PROBLEM
The records below should be printed once more, exactly as they appear.

[RECORD EXCERPTS]

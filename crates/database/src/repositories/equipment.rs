use super::first_or_not_found;
use crate::error::{DatabaseError, Result};
use crate::store::{from_row, from_rows, to_row, Filter, Query, SharedStore, Table};
use sensicity_models::{Equipment, NewEquipment, UpdateEquipment};
use uuid::Uuid;

#[derive(Clone)]
pub struct EquipmentRepository {
    store: SharedStore,
}

impl EquipmentRepository {
    pub fn new(store: SharedStore) -> Self {
        Self { store }
    }

    /// Whole inventory, most recently created first.
    pub async fn list(&self) -> Result<Vec<Equipment>> {
        let rows = self
            .store
            .select(&Query::table(Table::Equipment).order_by("created_at", false))
            .await?;
        from_rows(rows)
    }

    pub async fn find_by_id(&self, id: Uuid) -> Result<Equipment> {
        let rows = self
            .store
            .select(&Query::table(Table::Equipment).eq("id", id).limit(1))
            .await?;
        first_or_not_found(rows, "Equipment", &id.to_string())
    }

    pub async fn create(&self, equipment: &NewEquipment) -> Result<Equipment> {
        let row = self
            .store
            .insert(Table::Equipment, to_row(equipment)?)
            .await?;
        from_row(row)
    }

    pub async fn update(&self, id: Uuid, update: &UpdateEquipment) -> Result<Equipment> {
        let patch = to_row(update)?;
        if patch.is_empty() {
            return self.find_by_id(id).await;
        }
        let rows = self
            .store
            .update(Table::Equipment, patch, &[Filter::eq("id", id)])
            .await?;
        first_or_not_found(rows, "Equipment", &id.to_string())
    }

    pub async fn delete(&self, id: Uuid) -> Result<()> {
        let deleted = self
            .store
            .delete(Table::Equipment, &[Filter::eq("id", id)])
            .await?;
        if deleted == 0 {
            return Err(DatabaseError::not_found("Equipment", &id.to_string()));
        }
        Ok(())
    }

    /// Delete every listed item in one statement; returns how many went.
    pub async fn delete_many(&self, ids: &[Uuid]) -> Result<u64> {
        if ids.is_empty() {
            return Ok(0);
        }
        self.store
            .delete(Table::Equipment, &[Filter::is_in("id", ids)])
            .await
    }
}
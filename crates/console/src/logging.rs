use crate::config::LogFormat;
use tracing_subscriber::EnvFilter;

const DEFAULT_FILTER: &str = "info,sensicity=debug";

/// Install the global subscriber. `RUST_LOG` overrides the default filter.
pub fn init(format: LogFormat) {
    let filter = EnvFilter::try_from_default_env().unwrap_or_else(|_| EnvFilter::new(DEFAULT_FILTER));

    let builder = tracing_subscriber::fmt()
        .with_env_filter(filter)
        .with_writer(std::io::stderr);

    let result = match format {
        LogFormat::Json => builder.json().try_init(),
        LogFormat::Pretty => builder.with_target(false).try_init(),
    };

    if let Err(e) = result {
        eprintln!("logging already initialised: {}", e);
    }
}
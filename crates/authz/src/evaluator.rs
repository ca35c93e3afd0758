use crate::error::{AuthzError, Result};
use crate::permission::PermissionSet;
use sensicity_database::{DatabaseError, SharedStore, UserRepository};
use sensicity_models::UserProfile;
use uuid::Uuid;

/// How a user's effective permissions are computed.
#[derive(Debug, Clone, Copy, PartialEq, Eq, Default)]
pub enum PermissionPolicy {
    /// user -> role -> role_permissions -> permissions
    #[default]
    Strict,
    /// Every authenticated user holds the whole catalog. Development only.
    Demo,
}

/// Loads users together with their effective permission set.
#[derive(Clone)]
pub struct PermissionEvaluator {
    users: UserRepository,
    policy: PermissionPolicy,
}

impl PermissionEvaluator {
    pub fn new(store: SharedStore, policy: PermissionPolicy) -> Self {
        if policy == PermissionPolicy::Demo {
            tracing::warn!("Permission evaluator running with the demo policy");
        }
        Self {
            users: UserRepository::new(store),
            policy,
        }
    }

    pub fn policy(&self) -> PermissionPolicy {
        self.policy
    }

    /// Profile and effective permissions of `user_id`.
    ///
    /// A user without a role, or whose role grants nothing, gets an empty set.
    /// Group membership is never consulted.
    pub async fn load_user(&self, user_id: Uuid) -> Result<(UserProfile, PermissionSet)> {
        let (user, role) = self.users.find_with_role(user_id).await.map_err(|e| match e {
            DatabaseError::NotFound(_) => AuthzError::NotFound(format!("User {}", user_id)),
            other => AuthzError::Database(other),
        })?;

        let permissions: PermissionSet = match self.policy {
            PermissionPolicy::Strict => role
                .as_ref()
                .map(|r| r.permission_names().collect())
                .unwrap_or_default(),
            PermissionPolicy::Demo => {
                tracing::warn!(user_id = %user_id, "Demo policy: granting the full permission catalog");
                PermissionSet::full_catalog()
            }
        };

        tracing::debug!(
            user_id = %user_id,
            role = role.as_ref().map(|r| r.role.name.as_str()),
            permissions = permissions.len(),
            "Loaded user permissions"
        );

        Ok((user.into(), permissions))
    }
}
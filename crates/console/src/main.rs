// Sensicity operator console
// Composition root: configuration, logging, store and auth wiring

use clap::Parser;
use sensicity_console::cli::{self, Cli};
use sensicity_console::{logging, AppState, Config};

#[tokio::main]
async fn main() -> anyhow::Result<()> {
    dotenvy::dotenv().ok();

    let config = Config::from_env();
    logging::init(config.log_format);

    let cli = Cli::parse();
    tracing::debug!(version = env!("CARGO_PKG_VERSION"), "Starting");

    config.require_persistent_store()?;
    let state = AppState::from_config(&config).await?;
    if config.auth.demo_mode {
        tracing::warn!("Demo mode is enabled: every signed-in user holds every permission");
    }

    let mut stdout = std::io::stdout().lock();
    cli::run(cli.command, &state, &mut stdout).await
}
use chrono::{DateTime, Utc};
use serde::{Deserialize, Serialize};
use uuid::Uuid;
use validator::Validate;

use crate::{trim_in_place, trim_optional};

/// User collection. Carries no permission semantics.
#[derive(Debug, Clone, PartialEq, Serialize, Deserialize)]
pub struct Group {
    pub id: i64,
    pub name: String,
    pub description: Option<String>,
    #[serde(default = "default_true")]
    pub is_active: bool,
    pub created_by: Option<Uuid>,
    pub created_at: Option<DateTime<Utc>>,
    pub updated_at: Option<DateTime<Utc>>,
}

fn default_true() -> bool {
    true
}

/// Membership row in `user_groups`
#[derive(Debug, Clone, PartialEq, Serialize, Deserialize)]
pub struct UserGroup {
    pub user_id: Uuid,
    pub group_id: i64,
    pub assigned_by: Option<Uuid>,
    pub assigned_at: Option<DateTime<Utc>>,
}

#[derive(Debug, Clone, PartialEq, Serialize, Deserialize)]
pub struct GroupMemberRef {
    pub id: Uuid,
    pub first_name: String,
    pub last_name: String,
    pub email: String,
}

#[derive(Debug, Clone, PartialEq, Serialize, Deserialize)]
pub struct GroupWithMembers {
    #[serde(flatten)]
    pub group: Group,
    #[serde(default)]
    pub users: Vec<GroupMemberRef>,
}

#[derive(Debug, Clone, Serialize, Deserialize, Validate)]
pub struct NewGroup {
    #[validate(length(min = 1, max = 255, message = "Group name is required"))]
    pub name: String,

    pub description: Option<String>,

    #[serde(default = "default_true")]
    pub is_active: bool,

    pub created_by: Option<Uuid>,
}

impl NewGroup {
    pub fn normalized(mut self) -> Self {
        trim_in_place(&mut self.name);
        self.description = trim_optional(self.description);
        self
    }
}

[/RECORD EXCERPTS]

YOUR RESPONSE
filename crates/database/src/repositories/equipment.rs
use super::first_or_not_found;
use crate::error::{DatabaseError, Result};
use crate::store::{from_row, from_rows, to_row, Filter, Query, SharedStore, Table};
use sensicity_models::{Equipment, NewEquipment, UpdateEquipment};
use uuid::Uuid;

#[derive(Clone)]
pub struct EquipmentRepository {
    store: SharedStore,
}

impl EquipmentRepository {
    pub fn new(store: SharedStore) -> Self {
        Self { store }
    }

    /// Whole inventory, most recently created first.
    pub async fn list(&self) -> Result<Vec<Equipment>> {
        let rows = self
            .store
            .select(&Query::table(Table::Equipment).order_by("created_at", false))
            .await?;
        from_rows(rows)
    }

    pub async fn find_by_id(&self, id: Uuid) -> Result<Equipment> {
        let rows = self
            .store
            .select(&Query::table(Table::Equipment).eq("id", id).limit(1))
            .await?;
        first_or_not_found(rows, "Equipment", &id.to_string())
    }

    pub async fn create(&self, equipment: &NewEquipment) -> Result<Equipment> {
        let row = self
            .store
            .insert(Table::Equipment, to_row(equipment)?)
            .await?;
        from_row(row)
    }

    pub async fn update(&self, id: Uuid, update: &UpdateEquipment) -> Result<Equipment> {
        let patch = to_row(update)?;
        if patch.is_empty() {
            return self.find_by_id(id).await;
        }
        let rows = self
            .store
            .update(Table::Equipment, patch, &[Filter::eq("id", id)])
            .await?;
        first_or_not_found(rows, "Equipment", &id.to_string())
    }

    pub async fn delete(&self, id: Uuid) -> Result<()> {
        let deleted = self
            .store
            .delete(Table::Equipment, &[Filter::eq("id", id)])
            .await?;
        if deleted == 0 {
            return Err(DatabaseError::not_found("Equipment", &id.to_string()));
        }
        Ok(())
    }

    /// Delete every listed item in one statement; returns how many went.
    pub async fn delete_many(&self, ids: &[Uuid]) -> Result<u64> {
        if ids.is_empty() {
            return Ok(0);
        }
        self.store
            .delete(Table::Equipment, &[Filter::is_in("id", ids)])
            .await
    }
}
filename crates/console/src/logging.rs
use crate::config::LogFormat;
use tracing_subscriber::EnvFilter;

const DEFAULT_FILTER: &str = "info,sensicity=debug";

/// Install the global subscriber. `RUST_LOG` overrides the default filter.
pub fn init(format: LogFormat) {
    let filter = EnvFilter::try_from_default_env().unwrap_or_else(|_| EnvFilter::new(DEFAULT_FILTER));

    let builder = tracing_subscriber::fmt()
        .with_env_filter(filter)
        .with_writer(std::io::stderr);

    let result = match format {
        LogFormat::Json => builder.json().try_init(),
        LogFormat::Pretty => builder.with_target(false).try_init(),
    };

    if let Err(e) = result {
        eprintln!("logging already initialised: {}", e);
    }
}
filename crates/authz/src/evaluator.rs
repository ca35c93e3afd0758
use crate::error::{AuthzError, Result};
use crate::permission::PermissionSet;
use sensicity_database::{DatabaseError, SharedStore, UserRepository};
use sensicity_models::UserProfile;
use uuid::Uuid;

/// How a user's effective permissions are computed.
#[derive(Debug, Clone, Copy, PartialEq, Eq, Default)]
pub enum PermissionPolicy {
    /// user -> role -> role_permissions -> permissions
    #[default]
    Strict,
    /// Every authenticated user holds the whole catalog. Development only.
    Demo,
}

/// Loads users together with their effective permission set.
#[derive(Clone)]
pub struct PermissionEvaluator {
    users: UserRepository,
    policy: PermissionPolicy,
}

impl PermissionEvaluator {
    pub fn new(store: SharedStore, policy: PermissionPolicy) -> Self {
        if policy == PermissionPolicy::Demo {
            tracing::warn!("Permission evaluator running with the demo policy");
        }
        Self {
            users: UserRepository::new(store),
            policy,
        }
    }

    pub fn policy(&self) -> PermissionPolicy {
        self.policy
    }

    /// Profile and effective permissions of `user_id`.
    ///
    /// A user without a role, or whose role grants nothing, gets an empty set.
    /// Group membership is never consulted.
    pub async fn load_user(&self, user_id: Uuid) -> Result<(UserProfile, PermissionSet)> {
        let (user, role) = self.users.find_with_role(user_id).await.map_err(|e| match e {
            DatabaseError::NotFound(_) => AuthzError::NotFound(format!("User {}", user_id)),
            other => AuthzError::Database(other),
        })?;

        let permissions: PermissionSet = match self.policy {
            PermissionPolicy::Strict => role
                .as_ref()
                .map(|r| r.permission_names().collect())
                .unwrap_or_default(),
            PermissionPolicy::Demo => {
                tracing::warn!(user_id = %user_id, "Demo policy: granting the full permission catalog");
                PermissionSet::full_catalog()
            }
        };

        tracing::debug!(
            user_id = %user_id,
            role = role.as_ref().map(|r| r.role.name.as_str()),
            permissions = permissions.len(),
            "Loaded user permissions"
        );

        Ok((user.into(), permissions))
    }
}
filename crates/console/src/main.rs
// Sensicity operator console
// Composition root: configuration, logging, store and auth wiring

use clap::Parser;
use sensicity_console::cli::{self, Cli};
use sensicity_console::{logging, AppState, Config};

#[tokio::main]
async fn main() -> anyhow::Result<()> {
    dotenvy::dotenv().ok();

    let config = Config::from_env();
    logging::init(config.log_format);

    let cli = Cli::parse();
    tracing::debug!(version = env!("CARGO_PKG_VERSION"), "Starting");

    config.require_persistent_store()?;
    let state = AppState::from_config(&config).await?;
    if config.auth.demo_mode {
        tracing::warn!("Demo mode is enabled: every signed-in user holds every permission");
    }

    let mut stdout = std::io::stdout().lock();
    cli::run(cli.command, &state, &mut stdout).await
}
use chrono::{DateTime, Utc};
use serde::{Deserialize, Serialize};
use uuid::Uuid;
use validator::Validate;

use crate::{trim_in_place, trim_optional};

/// User collection. Carries no permission semantics.
#[derive(Debug, Clone, PartialEq, Serialize, Deserialize)]
pub struct Group {
    pub id: i64,
    pub name: String,
    pub description: Option<String>,
    #[serde(default = "default_true")]
    pub is_active: bool,
    pub created_by: Option<Uuid>,
    pub created_at: Option<DateTime<Utc>>,
    pub updated_at: Option<DateTime<Utc>>,
}

fn default_true() -> bool {
    true
}

/// Membership row in `user_groups`
#[derive(Debug, Clone, PartialEq, Serialize, Deserialize)]
pub struct UserGroup {
    pub user_id: Uuid,
    pub group_id: i64,
    pub assigned_by: Option<Uuid>,
    pub assigned_at: Option<DateTime<Utc>>,
}

#[derive(Debug, Clone, PartialEq, Serialize, Deserialize)]
pub struct GroupMemberRef {
    pub id: Uuid,
    pub first_name: String,
    pub last_name: String,
    pub email: String,
}

#[derive(Debug, Clone, PartialEq, Serialize, Deserialize)]
pub struct GroupWithMembers {
    #[serde(flatten)]
    pub group: Group,
    #[serde(default)]
    pub users: Vec<GroupMemberRef>,
}

#[derive(Debug, Clone, Serialize, Deserialize, Validate)]
pub struct NewGroup {
    #[validate(length(min = 1, max = 255, message = "Group name is required"))]
    pub name: String,

    pub description: Option<String>,

    #[serde(default = "default_true")]
    pub is_active: bool,

    pub created_by: Option<Uuid>,
}

impl NewGroup {
    pub fn normalized(mut self) -> Self {
        trim_in_place(&mut self.name);
        self.description = trim_optional(self.description);
        self
    }
}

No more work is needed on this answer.